The rocket equation vs. braking distance

[Hlynkacg]

I'm working on a landing/rendevous autopilot.

The idea is simple, given the range to a target and a relative velocity (whose vector intercepts the target) determine the range at wich to start braking.

Now the equation used to calculate braking distance given a constant rate of acceleration/deceleration is...

d = -V2/(2a)

Where:
V = Initial velocity
a = Rate of acceleration/deceleration
d = Distance traversed (range at which to start the burn)

...But how would I account for the fact that as I expend propellant my rate of acceleration will increase?

 

[TJohns]

As a first approximation, calculate the acceleration at the start & end of the burn and use the average. This will slightly over-do the braking required (better than under-estimating!), but if you iterate the estimate as you go you can adjust the thrust down as required - like the throttle-down on the LEM during descent.

 

[dgatsoulis]

I'm working on a landing/rendevous autopilot.

The idea is simple, given the range to a target and a relative velocity (whose vector intercepts the target) determine the range at wich to start braking.
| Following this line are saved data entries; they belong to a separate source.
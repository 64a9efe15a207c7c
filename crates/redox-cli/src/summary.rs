use console::Style;
use redox_core::pipeline::config::RunConfig;
use redox_core::pipeline::RunOutput;
use redox_core::session::SessionPlan;

struct Styles {
    title: Style,
    header: Style,
    label: Style,
    value: Style,
    method: Style,
    disabled: Style,
    path: Style,
}

impl Styles {
    fn new() -> Self {
        Self {
            title: Style::new().cyan().bold(),
            header: Style::new().cyan().bold(),
            label: Style::new().dim(),
            value: Style::new().bold().white(),
            method: Style::new().green(),
            disabled: Style::new().dim().yellow(),
            path: Style::new().underlined(),
        }
    }
}

fn enabled(s: &Styles, on: bool) -> String {
    if on {
        s.method.apply_to("enabled").to_string()
    } else {
        s.disabled.apply_to("disabled").to_string()
    }
}

pub fn print_run_summary(config: &RunConfig, plan: &SessionPlan) {
    let s = Styles::new();

    println!();
    println!("  {}", s.title.apply_to("Redox Ratio Run"));
    println!("  {}", s.title.apply_to("\u{2550}".repeat(15)));
    println!();

    println!(
        "  {:<14}{}",
        s.label.apply_to("Session"),
        s.path.apply_to(plan.session.root().display())
    );
    println!(
        "  {:<14}{}",
        s.label.apply_to("Pairs"),
        s.value.apply_to(plan.pairs.len())
    );
    println!(
        "  {:<14}{}",
        s.label.apply_to("Formula"),
        s.method.apply_to(config.formula)
    );
    println!();

    let cal = &config.calibration;
    println!("  {}", s.header.apply_to("Calibration"));
    println!(
        "    {:<12}{}",
        s.label.apply_to("FAD"),
        s.value.apply_to(format!("gain {}  power {}", cal.fad_gain, cal.fad_power))
    );
    println!(
        "    {:<12}{}",
        s.label.apply_to("NADH"),
        s.value.apply_to(format!("gain {}  power {}", cal.nadh_gain, cal.nadh_power))
    );
    println!();

    println!("  {}", s.header.apply_to("Registration"));
    println!(
        "    {:<12}{}",
        s.label.apply_to("NCC"),
        enabled(&s, config.registration.enabled)
    );
    if config.registration.enabled {
        println!(
            "    {:<12}{}",
            s.label.apply_to("Subpixel"),
            enabled(&s, config.registration.subpixel)
        );
    }
    println!(
        "    {:<12}{}",
        s.label.apply_to("Degenerate"),
        s.value.apply_to(config.degenerate)
    );
    println!();

    if config.pretty {
        let render = &config.render;
        println!("  {}", s.header.apply_to("Pretty Render"));
        println!(
            "    {:<12}{}",
            s.label.apply_to("Range"),
            s.value.apply_to(format!("{} .. {}", render.botlim, render.uplim))
        );
        let lut = match render.lut {
            Some(ref table) => format!("custom, {} entries", table.len()),
            None => format!("jet, {} entries", render.lut_size),
        };
        println!("    {:<12}{}", s.label.apply_to("Colors"), s.value.apply_to(lut));
    } else {
        println!(
            "  {:<14}{}",
            s.header.apply_to("Pretty Render"),
            s.disabled.apply_to("disabled")
        );
    }
    println!();
}

pub fn print_run_results(output: &RunOutput) {
    let s = Styles::new();

    println!();
    println!("  {}", s.header.apply_to("Results"));
    for pair in &output.pairs {
        let shift = match pair.registration {
            Some(ref reg) => format!("shift {}", reg.shift),
            None => "unregistered".to_string(),
        };
        println!(
            "    {:<16}{}  {}",
            s.label.apply_to(&pair.summary.label),
            s.value.apply_to(format!(
                "mean {:.4}  iqr {:.4}",
                pair.summary.mean, pair.summary.iqr
            )),
            s.disabled.apply_to(shift)
        );
    }
    println!();
    println!(
        "  {:<14}{}",
        s.label.apply_to("Output"),
        s.path.apply_to(output.results_dir.display())
    );
    println!(
        "  {:<14}{}",
        s.label.apply_to("Summary"),
        s.path.apply_to(output.summary_path.display())
    );
    println!();
}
Now the equation used to calculate braking distance given a constant rate of acceleration/deceleration is...

d = -V2/(2a)

Where:
V = Initial velocity
a = Rate of acceleration/deceleration
d = Distance traversed (range at which to start the burn)

...But how would I account for the fact that as I expend propellant my rate of acceleration will increase?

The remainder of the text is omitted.